Thanks Patrick for your suggestion.  Both VM's and the physical host have had chkdsk with repair run.   No problems found.   Also, out an abundance of caution, I have defragged both VM's (although it is claimed that does not matter for VM's).

Also, the various minidumps point to different "causes" - ntfs.sys, fltmgr.sys, netvsc50.sys, ntkrnlpa.exe, wlbs.sys, tcpip.sys, netbt.sys, svc.sys, hal.dll....

So, it really is a head-scratcher !
What about system file checker?         Sfc /scannow
Avatar of ponedog

ASKER

Of the two VM's, I ran SFC /scannow on both.   The Citrix VM one ran fine (no issues found).   The other VM (being used as a file server) would not let me run it - it wanted the 2nd installation CD for Windows Server 2003.     So, I gave up on it.     Not sure if it worth spending the time trying to figure out where the Cab files are for the 2nd CD of a Windows Server 2003 ...
Has the host been patched recently? Microsoft hasn't supported 2003 for many years, so they are not doing any testing for compatibility issues with your hypervisor.

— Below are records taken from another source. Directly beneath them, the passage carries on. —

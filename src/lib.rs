//! # Lodestore
//!
//! An embeddable, Redis-compatible in-memory keyspace engine.
//!
//! Lodestore owns the canonical map of key → value, arbitrates concurrent
//! access through per-key reader-writer locks with deadlock-free multi-key
//! ordering, and routes RESP command arrays to typed handlers for strings,
//! lists, hashes, sets and sorted sets. The TCP accept loop, TLS and RESP
//! request framing live in the embedding host; the host hands the engine a
//! parsed command array and writes back the reply bytes it returns.

pub mod api;
pub mod command;
pub mod config;
pub mod context;
pub mod error;
pub mod expiry;
pub mod keyspace;
pub mod resp;
pub mod snapshot;
pub mod store;
pub mod types;

pub use config::Config;
pub use context::Context;
pub use error::{StoreError, StoreResult};
pub use resp::Reply;
pub use store::Store;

Your 2008 R2 Enterprise license includes virtualization rights for 4 OSEs (VMs). You could replace the file server with 2008 R2, and replace the Citrix Server with 2008 (32bit). Those would get you to at least currently supported until January 2020, and would be at least a little more modern.

You should be thinking about the long term support issues of running unsupported OS. Issues like this could become more frequent.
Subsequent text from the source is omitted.